In questo momento prevalgono le seconde dosi, aumenta così il numero di persone che ottengono il massimo grado di protezione dal virus e dalle sue varianti, rispetto a chi riceve la prima somministrazione. È un fatto fisiologico, legato alle tempistiche dei richiami. Ma il ritmo della campagna è regolare, anche superiore alle 500mila somministrazioni al giorno prefissate per chiudere le vaccinazioni al 30 settembre. Nei prossimi giorni vedrà che si assisterà ad un’inversione di tendenza e cominceranno nuovamente ad aumentare la prime dosi.

Ha indicato l’esigenza di passare a una gestione ordinaria della campagna vaccinale, puntando sui medici di base e abbandonando gradualmente il sistema degli hub. Quali saranno le tempistiche?
Occorre senz’altro iniziare a pensare ad un sistema di somministrazione che veda la vaccinazione come un qualcosa di strutturale, più capillare e più vicino alla gente. Il sistema per un eventuale futuro richiamo dovrà essere ricondotto il più possibile nell’alveo del Sistema sanitario nazionale, contando sulla partecipazione di tutte le professioni sanitarie che hanno già manifestato la loro adesione alla campagna vaccinale: i medici di medicina generale, i pediatri di libera scelta, i farmacisti.

Come ci si sta attrezzando, con quali dotazioni, per la ripresa delle scuole in presenza? Esiste un piano specifico?
Le scuole e gli istituti di formazione, come più volte asserito anche dal ministro dell’Istruzione, Patrizio Bianchi, sono una priorità per il Paese. A livello nazionale circa l’85% del personale scolastico ha ricevuto almeno una dose di vaccino e questo è un ottimo risultato. Va però detto che esistono delle disomogeneità, visto che diverse Regioni rimangono ben al di sotto dell’80%. Per questo motivo ho chiesto alle Regioni e Province Autonome di raggiungere in modo attivo il personale scolastico che non ha ancora aderito alla campagna vaccinale, coinvolgendo anche i medici competenti per sensibilizzare la comunità scolastica in maniera ancor più capillare. Le somministrazioni andranno incentivate anche attraverso corsie preferenziali presso gli hub vaccinali, venendo incontro il più possibile al personale scolastico.

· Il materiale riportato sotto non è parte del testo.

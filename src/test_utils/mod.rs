use tokio::sync::mpsc;

use crate::proto::ChatMessage;

static LOGGER_INIT: once_cell::sync::Lazy<()> = once_cell::sync::Lazy::new(|| {
    let _ = tracing_subscriber::fmt()
        .with_env_filter(tracing_subscriber::EnvFilter::from_default_env())
        .with_test_writer()
        .try_init();
});

pub fn enable_logger() {
    *LOGGER_INIT;
    println!("setup logger for unit test.");
}

/// Everything already buffered in `rx`, without waiting.
pub fn drain(rx: &mut mpsc::Receiver<std::result::Result<ChatMessage, tonic::Status>>) -> Vec<ChatMessage> {
    let mut messages = Vec::new();
    while let Ok(item) = rx.try_recv() {
        if let Ok(message) = item {
            messages.push(message);
        }
    }
    messages
}
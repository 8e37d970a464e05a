//! Configuration management for the chat server and client.
//!
//! Provides hierarchical configuration loading and validation with:
//! - Default values as code base
//! - Configuration file support (`CONFIG_PATH`)
//! - Environment variable overrides (`CHAT__` prefix)
//! - Component-wise validation
mod client;
mod monitoring;
mod network;
mod server;
pub use client::*;
pub use monitoring::*;
pub use network::*;
pub use server::*;
#[cfg(test)]
mod config_test;

use std::env;

use config::Config;
use config::Environment;
use config::File;
use serde::Deserialize;
use serde::Serialize;

use crate::Result;

/// Main configuration container
///
/// Combines all subsystem configurations with hierarchical override support:
/// 1. Default values from code implementation
/// 2. Configuration file specified by `CONFIG_PATH`
/// 3. Environment variables (highest priority)
#[derive(Debug, Serialize, Deserialize, Clone, Default)]
pub struct ChatConfig {
    /// Bind address, log file and sink sizing of the server
    #[serde(default)]
    pub server: ServerConfig,
    /// gRPC transport tuning shared by server and client
    #[serde(default)]
    pub network: NetworkConfig,
    /// Prometheus exporter
    #[serde(default)]
    pub monitoring: MonitoringConfig,
    /// Identity and dial target of the chat client
    #[serde(default)]
    pub client: ClientConfig,
}

impl ChatConfig {
    /// Loads configuration from hierarchical sources without validation.
    ///
    /// # Note
    /// Validation is deferred so further overrides can be layered with
    /// `with_override_config()`. Callers MUST call `validate()` before use.
    ///
    /// # Examples
    /// ```ignore
    /// std::env::set_var("CHAT__CLIENT__NAME", "Bob");
    /// let cfg = ChatConfig::new()?.validate()?;
    /// ```
    pub fn new() -> Result<Self> {
        let mut builder = Config::builder().add_source(Config::try_from(&Self::default())?);

        if let Ok(config_path) = env::var("CONFIG_PATH") {
            builder = builder.add_source(File::with_name(&config_path).required(true));
        }

        builder = builder.add_source(
            Environment::with_prefix("CHAT")
                .separator("__")
                .ignore_empty(true)
                .try_parsing(true),
        );

        let config: Self = builder.build()?.try_deserialize()?;
        Ok(config)
    }

    /// Applies additional configuration overrides from file without validation.
    ///
    /// Merging order (later sources override earlier):
    /// 1. Current configuration values
    /// 2. New configuration file
    /// 3. Latest environment variables (highest priority)
    pub fn with_override_config(
        &self,
        path: &str,
    ) -> Result<Self> {
        let config: Self = Config::builder()
            .add_source(Config::try_from(self)?)
            .add_source(File::with_name(path))
            .add_source(
                Environment::with_prefix("CHAT")
                    .separator("__")
                    .ignore_empty(true)
                    .try_parsing(true),
            )
            .build()?
            .try_deserialize()?;
        Ok(config)
    }

    /// Validates configuration and returns validated instance.
    pub fn validate(self) -> Result<Self> {
        self.server.validate()?;
        self.network.validate()?;
        self.monitoring.validate()?;
        self.client.validate()?;
        Ok(self)
    }
}
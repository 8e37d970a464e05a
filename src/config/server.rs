use std::net::SocketAddr;
use std::path::PathBuf;

use config::ConfigError;
use serde::Deserialize;
use serde::Serialize;

use crate::constants::DEFAULT_LOG_DIR;
use crate::constants::DEFAULT_SINK_BUFFER_SIZE;
use crate::constants::SERVER_LOG_FILE;
use crate::Error;
use crate::Result;
use crate::DEFAULT_PORT;

#[derive(Debug, Serialize, Deserialize, Clone)]
pub struct ServerConfig {
    #[serde(default = "default_listen_addr")]
    pub listen_address: SocketAddr,

    /// Directory holding the server log file
    #[serde(default = "default_log_dir")]
    pub log_dir: PathBuf,

    /// Truncated on every server start
    #[serde(default = "default_log_file")]
    pub log_file: String,

    /// Outbound buffer per joined client
    #[serde(default = "default_sink_buffer_size")]
    pub sink_buffer_size: usize,
}

impl Default for ServerConfig {
    fn default() -> Self {
        Self {
            listen_address: default_listen_addr(),
            log_dir: default_log_dir(),
            log_file: default_log_file(),
            sink_buffer_size: default_sink_buffer_size(),
        }
    }
}

impl ServerConfig {
    /// Validates server configuration consistency
    /// # Errors
    /// Returns `Error::Config` if any configuration rules are violated
    pub fn validate(&self) -> Result<()> {
        if self.listen_address.port() == 0 {
            return Err(Error::Config(ConfigError::Message(
                "listen_address must specify a non-zero port".into(),
            )));
        }

        if self.sink_buffer_size == 0 {
            return Err(Error::Config(ConfigError::Message(
                "sink_buffer_size must be > 0".into(),
            )));
        }

        if self.log_file.trim().is_empty() {
            return Err(Error::Config(ConfigError::Message("log_file cannot be empty".into())));
        }

        if self.log_dir.as_os_str().is_empty() {
            return Err(Error::Config(ConfigError::Message("log_dir path cannot be empty".into())));
        }

        Ok(())
    }

    pub fn log_path(&self) -> PathBuf {
        self.log_dir.join(&self.log_file)
    }
}

fn default_listen_addr() -> SocketAddr {
    SocketAddr::from(([127, 0, 0, 1], DEFAULT_PORT))
}
fn default_log_dir() -> PathBuf {
    PathBuf::from(DEFAULT_LOG_DIR)
}
fn default_log_file() -> String {
    SERVER_LOG_FILE.to_string()
}
fn default_sink_buffer_size() -> usize {
    DEFAULT_SINK_BUFFER_SIZE
}
/// accept either `host:port` or a full `http(s)://host:port` URI
pub fn address_str(addr: &str) -> String {
    if addr.starts_with("https://") {
        return addr.to_string();
    }
    let normalized = addr.trim_start_matches("http://");
    format!("http://{}", normalized)
}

Le viene riconosciuta una grande esperienza. Che cosa le sta insegnando di più e di nuovo questo incarico?
Ho maturato una convinzione, in questi mesi in cui ho visitato i centri vaccinali delle Regioni italiane: questo grande sforzo epocale è stato possibile solo grazie allo spirito di squadra, cioè alla collaborazione positiva e all’impegno coerente con gli obiettivi da parte di tutti gli attori in gioco. La campagna vaccinale sta andando bene perché si sono create forme di sinergia tra le istituzioni, il territorio, enti pubblici e privati, la Difesa, la Protezione Civile, la Croce Rossa e il mondo generoso delle associazioni. Queste sinergie possono e devono diventare sistema.